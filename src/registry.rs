//! Static mapping from logical service names to network addresses.

use std::collections::HashMap;

use serde::{Deserialize, Serialize};

/// Network address of one registered service.
#[derive(Debug, Clone, PartialEq, Serialize, Deserialize)]
pub struct ServiceAddr {
    pub host: String,
    pub port: u16,
}

impl ServiceAddr {
    pub fn new(host: impl Into<String>, port: u16) -> Self {
        ServiceAddr {
            host: host.into(),
            port,
        }
    }

    /// Builds the full endpoint URL for a path on this service.
    pub fn endpoint(&self, path: &str) -> String {
        if path.starts_with('/') {
            format!("http://{}:{}{}", self.host, self.port, path)
        } else {
            format!("http://{}:{}/{}", self.host, self.port, path)
        }
    }
}

/// Read-only registry resolving logical service names to addresses.
///
/// The contents are fixed configuration supplied at startup and injected
/// into the router; nothing mutates the registry at runtime.
#[derive(Debug, Clone, Default)]
pub struct ServiceRegistry {
    services: HashMap<String, ServiceAddr>,
}

impl ServiceRegistry {
    pub fn new(services: HashMap<String, ServiceAddr>) -> Self {
        ServiceRegistry { services }
    }

    /// Pure lookup. Absence is not an error here; the dispatcher turns it
    /// into a reportable one.
    pub fn resolve(&self, name: &str) -> Option<&ServiceAddr> {
        self.services.get(name)
    }

    /// Registered service names, sorted for stable listings.
    pub fn names(&self) -> Vec<String> {
        let mut names: Vec<String> = self.services.keys().cloned().collect();
        names.sort();
        names
    }

    pub fn services(&self) -> &HashMap<String, ServiceAddr> {
        &self.services
    }

    pub fn len(&self) -> usize {
        self.services.len()
    }

    pub fn is_empty(&self) -> bool {
        self.services.is_empty()
    }
}
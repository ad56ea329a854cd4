//! The inter-service message model and its wire-level result types.

use chrono::Utc;
use serde::{Deserialize, Serialize};
use serde_json::{Map, Value, json};

use crate::error::MalformedMessage;

/// Wire-format revision tag applied when a message omits `protocol`.
pub const PROTOCOL_VERSION: &str = "MCP-v1";

fn default_status() -> String {
    "pending".to_string()
}

fn default_protocol() -> String {
    PROTOCOL_VERSION.to_string()
}

/// One inter-service message.
///
/// `body` is an opaque payload: the router forwards it untouched and never
/// inspects it. `metadata` is a tracing bag that is only ever populated when
/// the caller left it out entirely (see [`McpMessage::enrich`]).
#[derive(Debug, Clone, PartialEq, Serialize, Deserialize)]
pub struct McpMessage {
    pub sender: String,
    pub receiver: String,
    /// Free-form classification tag ("request", "response", "search", ...).
    pub message_type: String,
    #[serde(default = "default_status")]
    pub status: String,
    #[serde(default = "default_protocol")]
    pub protocol: String,
    pub body: Map<String, Value>,
    #[serde(default)]
    pub metadata: Option<Map<String, Value>>,
}

impl McpMessage {
    /// Strict construction from a raw batch element.
    ///
    /// `sender`, `receiver`, `message_type` and `body` must be present and
    /// `body` must be an object; `sender` must be non-empty. `receiver` is
    /// deliberately not checked against the registry here; an unresolvable
    /// receiver is a dispatch-time error, not a validation-time one.
    pub fn parse(raw: &Value) -> Result<Self, MalformedMessage> {
        let message: McpMessage = serde_json::from_value(raw.clone())?;
        if message.sender.is_empty() {
            return Err(MalformedMessage::new("sender must be a non-empty string"));
        }
        Ok(message)
    }

    /// Populates `metadata` with `{hops: [sender], timestamp}` when it is
    /// entirely absent; otherwise the identity function, whatever shape the
    /// caller supplied (an empty object counts as present). Idempotent.
    pub fn enrich(mut self) -> Self {
        if self.metadata.is_none() {
            let mut metadata = Map::new();
            metadata.insert("hops".to_string(), json!([self.sender]));
            metadata.insert("timestamp".to_string(), json!(Utc::now().to_rfc3339()));
            self.metadata = Some(metadata);
        }
        self
    }
}

/// Per-message outcome of a batch send, in the external wire shape.
#[derive(Debug, Serialize)]
#[serde(tag = "status", rename_all = "lowercase")]
pub enum SendResult {
    Success {
        message_id: usize,
        receiver_response: Value,
    },
    Error {
        error: String,
        /// The message exactly as submitted, before any enrichment.
        message: Value,
    },
}

impl SendResult {
    pub fn error(error: impl ToString, message: Value) -> Self {
        SendResult::Error {
            error: error.to_string(),
            message,
        }
    }
}
//! Startup configuration: the service registry plus server and timeout
//! settings, loaded from a JSON file.

use std::collections::HashMap;
use std::fs;
use std::path::Path;

use serde::{Deserialize, Serialize};

use crate::registry::ServiceAddr;

/// Configuration errors, all of them fatal at startup.
#[derive(Debug, thiserror::Error)]
pub enum ConfigError {
    #[error("Failed to read config file {path}: {reason}")]
    ReadFailed { path: String, reason: String },

    #[error("Failed to parse config file {path}: {reason}")]
    ParseFailed { path: String, reason: String },

    #[error("Validation failed: {reason}")]
    ValidationFailed { reason: String },
}

/// Result type for configuration operations
pub type ConfigResult<T> = Result<T, ConfigError>;

/// Router configuration
#[derive(Debug, Clone, Serialize, Deserialize)]
pub struct RouterConfig {
    /// Server host address
    #[serde(default = "default_host")]
    pub host: String,
    /// Server port
    #[serde(default = "default_port")]
    pub port: u16,
    /// Per-call forwarding timeout in seconds
    #[serde(default = "default_request_timeout_secs")]
    pub request_timeout_secs: u64,
    /// Timeout for the direct search pass-through in seconds
    #[serde(default = "default_search_timeout_secs")]
    pub search_timeout_secs: u64,
    /// Registry name of the service backing `/mcp/execute-search`
    #[serde(default = "default_search_service")]
    pub search_service: String,
    /// Interval of the periodic stats log line in seconds (0 disables it)
    #[serde(default = "default_log_interval_secs")]
    pub log_interval_secs: u64,
    /// The service registry: logical name to host and port
    pub services: HashMap<String, ServiceAddr>,
}

fn default_host() -> String {
    "0.0.0.0".to_string()
}

fn default_port() -> u16 {
    8090
}

fn default_request_timeout_secs() -> u64 {
    10
}

fn default_search_timeout_secs() -> u64 {
    15
}

fn default_search_service() -> String {
    "searxng-api".to_string()
}

fn default_log_interval_secs() -> u64 {
    60
}

impl RouterConfig {
    /// Loads and validates a configuration file. Any failure here must keep
    /// the process from starting.
    pub fn load(path: &Path) -> ConfigResult<Self> {
        let raw = fs::read_to_string(path).map_err(|e| ConfigError::ReadFailed {
            path: path.display().to_string(),
            reason: e.to_string(),
        })?;
        let config: RouterConfig =
            serde_json::from_str(&raw).map_err(|e| ConfigError::ParseFailed {
                path: path.display().to_string(),
                reason: e.to_string(),
            })?;
        config.validate()?;
        Ok(config)
    }

    pub fn validate(&self) -> ConfigResult<()> {
        if self.services.is_empty() {
            return Err(ConfigError::ValidationFailed {
                reason: "service registry must contain at least one service".to_string(),
            });
        }
        for (name, addr) in &self.services {
            if name.is_empty() {
                return Err(ConfigError::ValidationFailed {
                    reason: "service names must not be empty".to_string(),
                });
            }
            if addr.host.is_empty() {
                return Err(ConfigError::ValidationFailed {
                    reason: format!("service '{}' has an empty host", name),
                });
            }
            if addr.port == 0 {
                return Err(ConfigError::ValidationFailed {
                    reason: format!("service '{}' has port 0", name),
                });
            }
        }
        if self.request_timeout_secs == 0 {
            return Err(ConfigError::ValidationFailed {
                reason: "request_timeout_secs must be greater than 0".to_string(),
            });
        }
        if self.search_timeout_secs == 0 {
            return Err(ConfigError::ValidationFailed {
                reason: "search_timeout_secs must be greater than 0".to_string(),
            });
        }
        Ok(())
    }
}
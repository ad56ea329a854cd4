use crate::config::RouterConfig;
use crate::router_state::RouterState;
use actix_web::{HttpRequest, HttpResponse, HttpServer, get, post, web};
use serde_json::{Value, json};

#[get("/health")]
pub async fn health(_req: HttpRequest, _: web::Data<RouterState>) -> HttpResponse {
    HttpResponse::Ok().body("Ok")
}

#[post("/mcp/send")]
pub async fn send_messages(
    _req: HttpRequest,
    batch: web::Json<Vec<Value>>,
    app_state: web::Data<RouterState>,
) -> HttpResponse {
    let results = app_state.send_batch(batch.into_inner()).await;
    HttpResponse::Ok().json(json!({ "results": results }))
}

#[get("/mcp/log")]
pub async fn message_log(_req: HttpRequest, app_state: web::Data<RouterState>) -> HttpResponse {
    HttpResponse::Ok().json(app_state.log.snapshot())
}

#[post("/mcp/execute-search")]
pub async fn execute_search(
    _req: HttpRequest,
    query: web::Json<Value>,
    app_state: web::Data<RouterState>,
) -> Result<HttpResponse, actix_web::Error> {
    let response = app_state
        .execute_search(&query.into_inner())
        .await
        .map_err(actix_web::error::ErrorInternalServerError)?;
    Ok(HttpResponse::Ok().json(response))
}

#[get("/registry")]
pub async fn registry(_req: HttpRequest, app_state: web::Data<RouterState>) -> HttpResponse {
    HttpResponse::Ok().json(json!({ "services": app_state.registry.services() }))
}

#[get("/registry/health")]
pub async fn registry_health(
    _req: HttpRequest,
    app_state: web::Data<RouterState>,
) -> HttpResponse {
    let statuses = app_state.probe_services().await;
    let services = statuses
        .into_iter()
        .map(|(service, up)| {
            json!({
                "service": service,
                "status": if up { "up" } else { "down" },
            })
        })
        .collect::<Vec<_>>();
    HttpResponse::Ok().json(json!({ "services": services }))
}

pub async fn periodic_logging(state: RouterState) {
    loop {
        tokio::time::sleep(std::time::Duration::from_secs(state.log_interval)).await;
        let statuses = state.probe_services().await;
        let up = statuses.iter().filter(|(_, up)| *up).count();
        log::info!("Routed messages: {}", state.log.len());
        log::info!("Healthy services: {}/{}", up, statuses.len());
    }
}

pub async fn startup(config: RouterConfig, state: RouterState) -> std::io::Result<()> {
    let app_state = web::Data::new(state);

    println!("Starting server at {}:{}", config.host, config.port);

    HttpServer::new(move || {
        actix_web::App::new()
            .wrap(actix_web::middleware::Logger::default())
            .app_data(app_state.clone())
            .service(health)
            .service(send_messages)
            .service(message_log)
            .service(execute_search)
            .service(registry)
            .service(registry_health)
    })
    .bind((config.host, config.port))?
    .run()
    .await?;

    std::io::Result::Ok(())
}
impl StatisticsRepository {
    /// 创建新的仓储实例
    pub fn new(conn: Arc<Mutex<Connection>>) -> Self {
        Self { conn }
    }

    /// 获取连接锁
    fn get_conn(&self) -> StorageResult<std::sync::MutexGuard<Connection>> {
        self.conn
            .lock()
            .map_err(|e| StorageError::LockError(e.to_string()))
    }

    /// 记录一次答题事件并返回更新后的统计行
    ///
    /// 统计行不存在时先以零值创建；除统计行变更外无其他副作用。
    pub fn record_answer(
        &self,
        word_id: i64,
        is_correct: bool,
        answered_at: DateTime<Utc>,
        config: &SrsConfig,
    ) -> StorageResult<WordStatistics> {
        let conn = self.get_conn()?;
        Self::record_answer_internal(&conn, word_id, is_correct, answered_at, config)
    }

    /// 获取单词的统计行
    pub fn get(&self, word_id: i64) -> StorageResult<Option<WordStatistics>> {
        let conn = self.get_conn()?;
        Self::get_internal(&conn, word_id)
    }

    /// 查询到期待复习的单词 ID
    ///
    /// 满足 `next_review <= as_of` 的全部未删除单词，按
    /// `next_review` 升序、累计错题数降序排列。每次调用重新计算，
    /// 不持有游标状态。
    pub fn due_for_review(&self, as_of: DateTime<Utc>) -> StorageResult<Vec<i64>> {
        let conn = self.get_conn()?;
        Self::due_for_review_internal(&conn, as_of)
    }

    /// 熟练度分布 (0..=max 每级的单词数，统计面板用)
    pub fn mastery_distribution(&self, config: &SrsConfig) -> StorageResult<Vec<(i32, i64)>> {
        let conn = self.get_conn()?;
        Self::mastery_distribution_internal(&conn, config)
    }

    // ============================================================
    // 内部实现方法（静态方法，接受 &Connection）
    // ============================================================

    /// 记录答题事件（内部实现）
    pub fn record_answer_internal(
        conn: &Connection,
        word_id: i64,
        is_correct: bool,
        answered_at: DateTime<Utc>,
        config: &SrsConfig,
    ) -> StorageResult<WordStatistics> {
        // 单词必须存在且未删除
        let word = WordRepository::get_active_internal(conn, word_id)?;

        if answered_at < word.created_date {
            return Err(StorageError::InvalidTimestamp(format!(
                "单词 {} 的答题时间 {} 早于创建时间 {}",
                word_id,
                format_datetime(answered_at),
                format_datetime(word.created_date)
            )));
        }

        let existing = Self::get_internal(conn, word_id)?;

        // 迟到事件直接拒绝，保证 last_review 单调不减
        if let Some(last) = existing.as_ref().and_then(|s| s.last_review) {
            if answered_at < last {
                return Err(StorageError::InvalidTimestamp(format!(
                    "单词 {} 的答题时间 {} 早于上次复习时间 {}",
                    word_id,
                    format_datetime(answered_at),
                    format_datetime(last)
                )));
            }
        }

        let current_level = existing.as_ref().map(|s| s.mastery_level).unwrap_or(0);
        let update = vocab_srs::apply_answer(current_level, is_correct, answered_at, config);

        match existing {
            Some(stats) => {
                conn.execute(
                    r#"
                    UPDATE word_statistics SET
                        total_attempts = total_attempts + 1,
                        correct_count = correct_count + ?2,
                        last_review = ?3,
                        next_review = ?4,
                        mastery_level = ?5
                    WHERE stats_id = ?1
                    "#,
                    params![
                        stats.stats_id,
                        is_correct as i64,
                        format_datetime(update.last_review),
                        format_datetime(update.next_review),
                        update.mastery_level,
                    ],
                )?;
            }
            None => {
                // 首次答题: 惰性创建统计行
                conn.execute(
                    r#"
                    INSERT INTO word_statistics (
                        word_id, total_attempts, correct_count,
                        last_review, next_review, mastery_level
                    ) VALUES (?1, 1, ?2, ?3, ?4, ?5)
                    "#,
                    params![
                        word_id,
                        is_correct as i64,
                        format_datetime(update.last_review),
                        format_datetime(update.next_review),
                        update.mastery_level,
                    ],
                )?;
            }
        }

        Self::get_internal(conn, word_id)?
            .ok_or_else(|| StorageError::NotFound(format!("单词 {} 的统计行", word_id)))
    }

    /// 获取统计行（内部实现）
    pub fn get_internal(conn: &Connection, word_id: i64) -> StorageResult<Option<WordStatistics>> {
        let stats = conn
            .query_row(
                "SELECT * FROM word_statistics WHERE word_id = ?1",
                params![word_id],
                |row| WordStatistics::from_row(row),
            )
            .optional()?;

        Ok(stats)
    }

    /// 查询到期单词 ID（内部实现）
    pub fn due_for_review_internal(
        conn: &Connection,
        as_of: DateTime<Utc>,
    ) -> StorageResult<Vec<i64>> {
        let mut stmt = conn.prepare(
            r#"
            SELECT s.word_id
            FROM word_statistics s
            INNER JOIN words w ON w.word_id = s.word_id
            LEFT JOIN wrong_note n ON n.word_id = s.word_id
            WHERE w.is_deleted = 0
              AND s.next_review IS NOT NULL
              AND s.next_review <= ?1
            ORDER BY s.next_review ASC, COALESCE(n.wrong_count, 0) DESC, s.word_id ASC
            "#,
        )?;

        let ids = stmt
            .query_map(params![format_datetime(as_of)], |row| row.get(0))?
            .collect::<Result<Vec<i64>, _>>()?;

        Ok(ids)
    }

    /// 熟练度分布（内部实现）
    pub fn mastery_distribution_internal(
        conn: &Connection,
        config: &SrsConfig,
    ) -> StorageResult<Vec<(i32, i64)>> {
        let mut stmt = conn.prepare(
            r#"
            SELECT s.mastery_level, COUNT(s.word_id)
            FROM word_statistics s
            INNER JOIN words w ON w.word_id = s.word_id
            WHERE w.is_deleted = 0
            GROUP BY s.mastery_level
            "#,
        )?;

        let counted: Vec<(i32, i64)> = stmt
            .query_map([], |row| Ok((row.get(0)?, row.get(1)?)))?
            .collect::<Result<Vec<_>, _>>()?;

        // 无数据的等级补零
        let distribution = (0..=config.max_mastery_level)
            .map(|level| {
                let count = counted
                    .iter()
                    .find(|(l, _)| *l == level)
                    .map(|(_, c)| *c)
                    .unwrap_or(0);
                (level, count)
            })
            .collect();

        Ok(distribution)
    }
}
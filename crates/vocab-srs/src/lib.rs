//! # vocab-srs - 间隔重复调度核心
//!
//! 本 crate 提供纯 Rust 实现的间隔重复 (Spaced Repetition) 策略:
//!
//! - **熟练度转移** - 答对 +1、答错 -2，始终限制在 [0, 5] 区间
//! - **复习间隔** - 基础间隔按熟练度指数翻倍，封顶避免无限漂移
//! - **下次复习时间** - 由答题时刻与当前熟练度直接推导
//!
//! ## 设计理念
//!
//! - **纯函数** - 不依赖存储层，配置显式传入，便于单元测试
//! - **可调参数** - 数值策略只是文档化的默认值，全部可由
//!   `user_settings` 表覆盖后装配成 [`SrsConfig`] 传入

use chrono::{DateTime, Duration, Utc};
use serde::{Deserialize, Serialize};

// ============================================================================
// 默认参数
// ============================================================================

/// 默认基础复习间隔 (天)，对应设置项 `review_interval_days`
pub const DEFAULT_BASE_INTERVAL_DAYS: i64 = 3;

/// 复习间隔上限 (天)
pub const DEFAULT_MAX_INTERVAL_DAYS: i64 = 90;

/// 最高熟练度等级
pub const MAX_MASTERY_LEVEL: i32 = 5;

/// 答对时的熟练度增量
pub const DEFAULT_CORRECT_STEP: i32 = 1;

/// 答错时的熟练度降幅 (遗忘曲线不对称: 退步快于进步)
pub const DEFAULT_WRONG_PENALTY: i32 = 2;

// ============================================================================
// SrsConfig - 调度参数
// ============================================================================

/// 间隔重复调度参数
///
/// 由调用方从用户设置装配后显式传入，每次操作读取一次，
/// 不作为全局可变状态存在。
#[derive(Debug, Clone, Serialize, Deserialize)]
pub struct SrsConfig {
    /// 基础复习间隔 (天)
    pub base_interval_days: i64,
    /// 复习间隔上限 (天)
    pub max_interval_days: i64,
    /// 最高熟练度等级
    pub max_mastery_level: i32,
    /// 答对时的等级增量
    pub correct_step: i32,
    /// 答错时的等级降幅
    pub wrong_penalty: i32,
}

impl Default for SrsConfig {
    fn default() -> Self {
        Self {
            base_interval_days: DEFAULT_BASE_INTERVAL_DAYS,
            max_interval_days: DEFAULT_MAX_INTERVAL_DAYS,
            max_mastery_level: MAX_MASTERY_LEVEL,
            correct_step: DEFAULT_CORRECT_STEP,
            wrong_penalty: DEFAULT_WRONG_PENALTY,
        }
    }
}

impl SrsConfig {
    /// 以指定基础间隔创建配置，其余参数使用默认值
    pub fn with_base_interval(base_interval_days: i64) -> Self {
        Self {
            base_interval_days: base_interval_days.max(1),
            ..Self::default()
        }
    }
}

// ============================================================================
// MasteryUpdate - 一次答题产生的调度结果
// ============================================================================

/// 一次答题事件对应的调度结果
#[derive(Debug, Clone, PartialEq, Eq, Serialize, Deserialize)]
pub struct MasteryUpdate {
    /// 更新后的熟练度等级
    pub mastery_level: i32,
    /// 本次复习时间 (即答题时刻)
    pub last_review: DateTime<Utc>,
    /// 下次复习时间
    pub next_review: DateTime<Utc>,
}

// ============================================================================
// 核心函数
// ============================================================================

/// 计算答题后的新熟练度等级
///
/// 答对: `min(max_level, level + correct_step)`；
/// 答错: `max(0, level - wrong_penalty)`。
pub fn next_level(current: i32, is_correct: bool, config: &SrsConfig) -> i32 {
    if is_correct {
        (current + config.correct_step).min(config.max_mastery_level)
    } else {
        (current - config.wrong_penalty).max(0)
    }
}

/// 计算指定熟练度等级的复习间隔 (天)
///
/// 经典的间隔翻倍: `base * 2^level`，封顶 `max_interval_days`。
pub fn interval_days(level: i32, config: &SrsConfig) -> i64 {
    let level = level.clamp(0, config.max_mastery_level) as u32;
    config
        .base_interval_days
        .saturating_mul(1i64 << level)
        .min(config.max_interval_days)
}

/// 应用一次答题事件，返回新的熟练度与复习调度
///
/// 调用方负责事件因果顺序校验 (`answered_at` 不早于上次复习)，
/// 本函数只做纯计算。
pub fn apply_answer(
    current_level: i32,
    is_correct: bool,
    answered_at: DateTime<Utc>,
    config: &SrsConfig,
) -> MasteryUpdate {
    let mastery_level = next_level(current_level, is_correct, config);
    let next_review = answered_at + Duration::days(interval_days(mastery_level, config));

    MasteryUpdate {
        mastery_level,
        last_review: answered_at,
        next_review,
    }
}

// ============================================================================
// 测试
// ============================================================================

#[cfg(test)]
mod tests {
    use super::*;
    use chrono::NaiveDateTime;

    fn at(s: &str) -> DateTime<Utc> {
        NaiveDateTime::parse_from_str(s, "%Y-%m-%d %H:%M:%S")
            .unwrap()
            .and_utc()
    }

    #[test]
    fn correct_answer_raises_level_by_one() {
        let cfg = SrsConfig::default();
        assert_eq!(next_level(0, true, &cfg), 1);
        assert_eq!(next_level(4, true, &cfg), 5);
    }

    #[test]
    fn level_is_capped_at_max() {
        let cfg = SrsConfig::default();
        assert_eq!(next_level(5, true, &cfg), 5);
    }

    #[test]
    fn wrong_answer_drops_two_levels() {
        let cfg = SrsConfig::default();
        assert_eq!(next_level(5, false, &cfg), 3);
        assert_eq!(next_level(2, false, &cfg), 0);
    }

    #[test]
    fn level_never_goes_negative() {
        let cfg = SrsConfig::default();
        assert_eq!(next_level(0, false, &cfg), 0);
        assert_eq!(next_level(1, false, &cfg), 0);
    }

    #[test]
    fn level_stays_in_bounds_for_any_sequence() {
        let cfg = SrsConfig::default();
        let mut level = 0;
        let answers = [true, false, true, true, false, false, true, true, true, true, true, false];
        for is_correct in answers {
            level = next_level(level, is_correct, &cfg);
            assert!((0..=cfg.max_mastery_level).contains(&level));
        }
    }

    #[test]
    fn interval_doubles_with_level() {
        let cfg = SrsConfig::default();
        assert_eq!(interval_days(0, &cfg), 3);
        assert_eq!(interval_days(1, &cfg), 6);
        assert_eq!(interval_days(2, &cfg), 12);
        assert_eq!(interval_days(3, &cfg), 24);
        assert_eq!(interval_days(4, &cfg), 48);
    }

    #[test]
    fn interval_is_capped() {
        let cfg = SrsConfig::default();
        // 3 * 2^5 = 96 > 90
        assert_eq!(interval_days(5, &cfg), 90);

        let wide = SrsConfig::with_base_interval(7);
        // 7 * 2^4 = 112 > 90
        assert_eq!(interval_days(4, &wide), 90);
    }

    #[test]
    fn apply_answer_schedules_from_answered_at() {
        let cfg = SrsConfig::default();
        let answered = at("2025-10-20 09:00:00");

        let update = apply_answer(0, true, answered, &cfg);
        assert_eq!(update.mastery_level, 1);
        assert_eq!(update.last_review, answered);
        assert_eq!(update.next_review, answered + Duration::days(6));
    }

    #[test]
    fn apply_wrong_answer_shortens_interval() {
        let cfg = SrsConfig::default();
        let answered = at("2025-10-20 09:00:00");

        let update = apply_answer(3, false, answered, &cfg);
        assert_eq!(update.mastery_level, 1);
        assert_eq!(update.next_review, answered + Duration::days(6));
    }

    #[test]
    fn five_straight_correct_reach_mastery() {
        let cfg = SrsConfig::default();
        let mut level = 0;
        let mut t = at("2025-10-20 09:00:00");
        for _ in 0..5 {
            let update = apply_answer(level, true, t, &cfg);
            level = update.mastery_level;
            t = update.next_review;
        }
        assert_eq!(level, 5);
    }
}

----------

# [Instructions for the task]
Write out, from the lines above, only those from the line with "for configuration operations" to the line with "fn default_port() ->", exactly as given, including the first and the last.

# [Written solution]
/// Result type for configuration operations
pub type ConfigResult<T> = Result<T, ConfigError>;

/// Router configuration
#[derive(Debug, Clone, Serialize, Deserialize)]
pub struct RouterConfig {
    /// Server host address
    #[serde(default = "default_host")]
    pub host: String,
    /// Server port
    #[serde(default = "default_port")]
    pub port: u16,
    /// Per-call forwarding timeout in seconds
    #[serde(default = "default_request_timeout_secs")]
    pub request_timeout_secs: u64,
    /// Timeout for the direct search pass-through in seconds
    #[serde(default = "default_search_timeout_secs")]
    pub search_timeout_secs: u64,
    /// Registry name of the service backing `/mcp/execute-search`
    #[serde(default = "default_search_service")]
    pub search_service: String,
    /// Interval of the periodic stats log line in seconds (0 disables it)
    #[serde(default = "default_log_interval_secs")]
    pub log_interval_secs: u64,
    /// The service registry: logical name to host and port
    pub services: HashMap<String, ServiceAddr>,
}

fn default_host() -> String {
    "0.0.0.0".to_string()
}

fn default_port() -> u16 {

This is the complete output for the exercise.